# Work to complete:
List all the lines in these records that hold "SerialPortProxy".

# Records shown:
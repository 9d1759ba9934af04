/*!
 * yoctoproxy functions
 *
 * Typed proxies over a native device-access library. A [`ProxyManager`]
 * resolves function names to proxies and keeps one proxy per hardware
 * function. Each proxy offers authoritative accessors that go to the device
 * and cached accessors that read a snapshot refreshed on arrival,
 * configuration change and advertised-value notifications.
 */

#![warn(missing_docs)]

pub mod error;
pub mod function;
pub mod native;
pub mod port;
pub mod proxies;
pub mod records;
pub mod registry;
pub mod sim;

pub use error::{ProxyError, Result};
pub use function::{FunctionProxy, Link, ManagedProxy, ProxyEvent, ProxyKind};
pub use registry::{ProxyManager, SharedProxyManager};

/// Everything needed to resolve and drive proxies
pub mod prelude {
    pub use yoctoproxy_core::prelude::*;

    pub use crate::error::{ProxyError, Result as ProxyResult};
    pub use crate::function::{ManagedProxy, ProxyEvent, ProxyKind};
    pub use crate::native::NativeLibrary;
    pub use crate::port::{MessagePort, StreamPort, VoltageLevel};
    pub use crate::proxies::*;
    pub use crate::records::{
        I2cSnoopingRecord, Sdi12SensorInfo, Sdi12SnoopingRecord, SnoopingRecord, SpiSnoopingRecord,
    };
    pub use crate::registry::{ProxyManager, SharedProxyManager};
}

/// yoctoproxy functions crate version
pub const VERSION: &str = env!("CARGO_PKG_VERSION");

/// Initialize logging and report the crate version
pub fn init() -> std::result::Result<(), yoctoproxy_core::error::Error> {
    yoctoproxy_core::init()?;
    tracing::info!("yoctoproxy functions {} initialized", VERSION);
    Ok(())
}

--

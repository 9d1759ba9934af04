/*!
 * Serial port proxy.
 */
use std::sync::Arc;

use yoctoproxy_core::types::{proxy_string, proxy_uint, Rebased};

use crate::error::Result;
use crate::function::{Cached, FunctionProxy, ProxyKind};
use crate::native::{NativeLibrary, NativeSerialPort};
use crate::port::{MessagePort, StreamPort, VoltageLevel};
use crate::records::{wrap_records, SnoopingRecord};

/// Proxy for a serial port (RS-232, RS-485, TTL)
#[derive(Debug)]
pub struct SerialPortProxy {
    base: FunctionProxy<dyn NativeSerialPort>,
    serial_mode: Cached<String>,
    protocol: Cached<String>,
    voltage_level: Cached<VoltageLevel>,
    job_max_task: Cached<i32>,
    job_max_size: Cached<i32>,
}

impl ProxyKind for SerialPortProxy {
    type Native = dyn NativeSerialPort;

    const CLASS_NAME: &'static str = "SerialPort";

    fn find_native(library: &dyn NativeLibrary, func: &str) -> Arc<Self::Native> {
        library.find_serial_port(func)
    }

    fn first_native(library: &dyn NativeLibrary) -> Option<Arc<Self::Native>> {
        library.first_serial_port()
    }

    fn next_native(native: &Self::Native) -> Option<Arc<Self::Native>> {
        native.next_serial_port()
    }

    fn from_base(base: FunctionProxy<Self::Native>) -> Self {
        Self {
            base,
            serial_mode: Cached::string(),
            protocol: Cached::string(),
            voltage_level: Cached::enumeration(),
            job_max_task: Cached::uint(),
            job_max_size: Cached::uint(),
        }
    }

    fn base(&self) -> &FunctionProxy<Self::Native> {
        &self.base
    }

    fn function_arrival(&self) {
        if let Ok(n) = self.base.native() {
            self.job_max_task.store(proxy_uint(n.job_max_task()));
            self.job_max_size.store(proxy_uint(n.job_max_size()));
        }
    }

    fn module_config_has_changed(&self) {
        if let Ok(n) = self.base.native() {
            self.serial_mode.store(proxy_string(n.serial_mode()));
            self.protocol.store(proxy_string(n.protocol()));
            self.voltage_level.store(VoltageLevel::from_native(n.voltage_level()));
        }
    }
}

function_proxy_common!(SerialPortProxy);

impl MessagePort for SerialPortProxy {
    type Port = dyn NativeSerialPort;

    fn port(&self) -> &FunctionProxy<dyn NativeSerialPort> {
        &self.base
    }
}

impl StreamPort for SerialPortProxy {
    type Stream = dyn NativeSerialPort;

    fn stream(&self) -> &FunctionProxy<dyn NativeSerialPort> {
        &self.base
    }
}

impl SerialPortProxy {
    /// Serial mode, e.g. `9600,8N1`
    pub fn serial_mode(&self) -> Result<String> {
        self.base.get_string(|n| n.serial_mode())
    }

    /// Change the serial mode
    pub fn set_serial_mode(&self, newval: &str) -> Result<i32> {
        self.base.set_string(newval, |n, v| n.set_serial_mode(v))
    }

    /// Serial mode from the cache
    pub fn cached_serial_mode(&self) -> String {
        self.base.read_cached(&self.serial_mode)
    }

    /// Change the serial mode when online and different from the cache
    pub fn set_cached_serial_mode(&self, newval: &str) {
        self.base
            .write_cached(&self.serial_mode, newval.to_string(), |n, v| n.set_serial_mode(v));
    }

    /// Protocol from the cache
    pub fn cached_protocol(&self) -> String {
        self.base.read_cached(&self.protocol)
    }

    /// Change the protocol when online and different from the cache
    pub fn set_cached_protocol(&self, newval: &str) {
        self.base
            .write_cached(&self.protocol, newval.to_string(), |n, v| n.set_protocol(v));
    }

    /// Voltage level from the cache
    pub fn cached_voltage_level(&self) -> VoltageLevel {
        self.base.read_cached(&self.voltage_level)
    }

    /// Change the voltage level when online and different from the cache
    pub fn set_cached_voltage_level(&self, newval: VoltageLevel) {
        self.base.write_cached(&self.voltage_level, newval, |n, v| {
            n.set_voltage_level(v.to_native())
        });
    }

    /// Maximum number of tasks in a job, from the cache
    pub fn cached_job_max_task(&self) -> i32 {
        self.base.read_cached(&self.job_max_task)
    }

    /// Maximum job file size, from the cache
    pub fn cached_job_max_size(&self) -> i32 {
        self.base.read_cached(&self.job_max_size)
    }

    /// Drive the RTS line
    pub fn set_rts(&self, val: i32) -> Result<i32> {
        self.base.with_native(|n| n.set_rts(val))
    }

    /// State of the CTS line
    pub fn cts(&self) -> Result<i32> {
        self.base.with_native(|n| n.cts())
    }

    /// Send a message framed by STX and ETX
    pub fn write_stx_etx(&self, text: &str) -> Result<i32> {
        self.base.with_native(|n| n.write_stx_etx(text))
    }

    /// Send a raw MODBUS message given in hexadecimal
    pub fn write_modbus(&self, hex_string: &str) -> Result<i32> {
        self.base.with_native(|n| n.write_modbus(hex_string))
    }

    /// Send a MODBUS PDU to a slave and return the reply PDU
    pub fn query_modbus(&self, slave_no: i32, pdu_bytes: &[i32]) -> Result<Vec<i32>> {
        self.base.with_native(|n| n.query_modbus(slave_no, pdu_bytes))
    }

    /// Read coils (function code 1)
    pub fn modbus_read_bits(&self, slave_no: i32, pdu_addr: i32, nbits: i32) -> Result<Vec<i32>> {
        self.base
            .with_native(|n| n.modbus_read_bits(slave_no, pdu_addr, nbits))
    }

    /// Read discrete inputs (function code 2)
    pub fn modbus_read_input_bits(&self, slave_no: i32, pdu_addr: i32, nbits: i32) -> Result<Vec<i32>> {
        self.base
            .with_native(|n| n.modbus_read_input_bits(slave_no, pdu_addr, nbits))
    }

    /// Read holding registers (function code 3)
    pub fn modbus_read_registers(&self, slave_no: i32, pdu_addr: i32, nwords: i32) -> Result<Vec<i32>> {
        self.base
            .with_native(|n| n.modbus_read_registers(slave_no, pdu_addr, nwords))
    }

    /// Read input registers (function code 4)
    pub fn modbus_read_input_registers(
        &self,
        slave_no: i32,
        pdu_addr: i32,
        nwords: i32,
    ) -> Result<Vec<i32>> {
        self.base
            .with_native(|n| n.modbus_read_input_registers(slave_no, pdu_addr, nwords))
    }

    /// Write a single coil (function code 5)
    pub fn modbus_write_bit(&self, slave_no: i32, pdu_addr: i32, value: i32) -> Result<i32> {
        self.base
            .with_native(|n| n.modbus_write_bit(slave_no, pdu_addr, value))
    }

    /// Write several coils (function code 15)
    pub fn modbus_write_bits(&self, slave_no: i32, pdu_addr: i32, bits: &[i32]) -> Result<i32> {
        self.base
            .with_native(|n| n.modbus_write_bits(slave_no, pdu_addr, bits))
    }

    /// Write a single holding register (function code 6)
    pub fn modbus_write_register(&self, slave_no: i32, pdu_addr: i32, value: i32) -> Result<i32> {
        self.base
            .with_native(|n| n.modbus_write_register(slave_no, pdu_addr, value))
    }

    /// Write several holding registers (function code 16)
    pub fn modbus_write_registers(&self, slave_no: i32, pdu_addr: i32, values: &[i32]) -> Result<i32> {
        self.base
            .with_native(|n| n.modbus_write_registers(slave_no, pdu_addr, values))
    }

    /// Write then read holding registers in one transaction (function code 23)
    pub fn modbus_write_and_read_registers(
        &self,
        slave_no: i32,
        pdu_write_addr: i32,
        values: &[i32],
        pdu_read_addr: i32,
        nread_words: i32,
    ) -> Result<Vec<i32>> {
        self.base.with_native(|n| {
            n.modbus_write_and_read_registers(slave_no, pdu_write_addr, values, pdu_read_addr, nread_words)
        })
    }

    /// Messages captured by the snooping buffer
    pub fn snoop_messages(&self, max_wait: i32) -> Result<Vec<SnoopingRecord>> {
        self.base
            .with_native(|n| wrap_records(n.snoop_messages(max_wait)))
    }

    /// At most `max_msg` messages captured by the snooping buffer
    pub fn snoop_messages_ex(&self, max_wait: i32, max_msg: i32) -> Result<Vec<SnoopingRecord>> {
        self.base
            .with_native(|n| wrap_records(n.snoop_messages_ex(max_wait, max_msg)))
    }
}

--

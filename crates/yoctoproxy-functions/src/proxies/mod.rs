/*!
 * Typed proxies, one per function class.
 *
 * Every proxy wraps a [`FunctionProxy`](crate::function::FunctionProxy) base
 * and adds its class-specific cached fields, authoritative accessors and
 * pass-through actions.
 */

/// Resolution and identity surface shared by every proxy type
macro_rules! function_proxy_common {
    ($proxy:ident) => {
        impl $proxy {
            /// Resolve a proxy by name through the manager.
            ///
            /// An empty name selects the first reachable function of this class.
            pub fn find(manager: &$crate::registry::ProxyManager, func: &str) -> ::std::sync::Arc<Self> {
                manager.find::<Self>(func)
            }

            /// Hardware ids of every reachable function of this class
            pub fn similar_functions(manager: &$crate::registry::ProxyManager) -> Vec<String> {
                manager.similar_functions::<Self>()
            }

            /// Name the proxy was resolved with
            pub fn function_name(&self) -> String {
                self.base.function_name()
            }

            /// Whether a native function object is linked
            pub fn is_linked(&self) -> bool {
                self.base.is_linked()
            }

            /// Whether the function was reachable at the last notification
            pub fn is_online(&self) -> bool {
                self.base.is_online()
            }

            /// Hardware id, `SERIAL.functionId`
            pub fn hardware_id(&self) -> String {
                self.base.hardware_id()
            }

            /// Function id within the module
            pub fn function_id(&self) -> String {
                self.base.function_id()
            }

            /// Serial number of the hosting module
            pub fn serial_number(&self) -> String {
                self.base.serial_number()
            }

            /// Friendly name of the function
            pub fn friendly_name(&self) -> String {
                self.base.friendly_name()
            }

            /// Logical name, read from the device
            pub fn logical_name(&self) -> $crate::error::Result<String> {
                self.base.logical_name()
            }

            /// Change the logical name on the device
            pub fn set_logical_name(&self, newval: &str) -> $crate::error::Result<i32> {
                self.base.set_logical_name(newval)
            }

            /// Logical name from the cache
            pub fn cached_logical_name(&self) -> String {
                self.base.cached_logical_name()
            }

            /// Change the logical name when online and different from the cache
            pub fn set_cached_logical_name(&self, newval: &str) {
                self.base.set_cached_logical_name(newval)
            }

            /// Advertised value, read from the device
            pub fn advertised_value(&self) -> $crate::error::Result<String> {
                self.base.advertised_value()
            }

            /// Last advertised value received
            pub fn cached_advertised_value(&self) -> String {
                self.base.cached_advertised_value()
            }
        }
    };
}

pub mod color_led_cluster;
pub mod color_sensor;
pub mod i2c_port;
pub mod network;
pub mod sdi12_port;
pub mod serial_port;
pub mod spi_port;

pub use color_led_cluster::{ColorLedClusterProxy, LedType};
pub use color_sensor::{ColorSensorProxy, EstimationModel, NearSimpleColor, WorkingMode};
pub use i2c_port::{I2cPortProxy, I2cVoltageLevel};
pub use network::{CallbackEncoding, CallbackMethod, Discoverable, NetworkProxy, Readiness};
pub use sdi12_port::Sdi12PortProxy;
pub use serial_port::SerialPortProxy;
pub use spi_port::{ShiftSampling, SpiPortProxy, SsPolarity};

# Solution to this problem:
pub struct SerialPortProxy {
impl ProxyKind for SerialPortProxy {
function_proxy_common!(SerialPortProxy);
impl MessagePort for SerialPortProxy {
impl StreamPort for SerialPortProxy {
impl SerialPortProxy {
pub use serial_port::SerialPortProxy;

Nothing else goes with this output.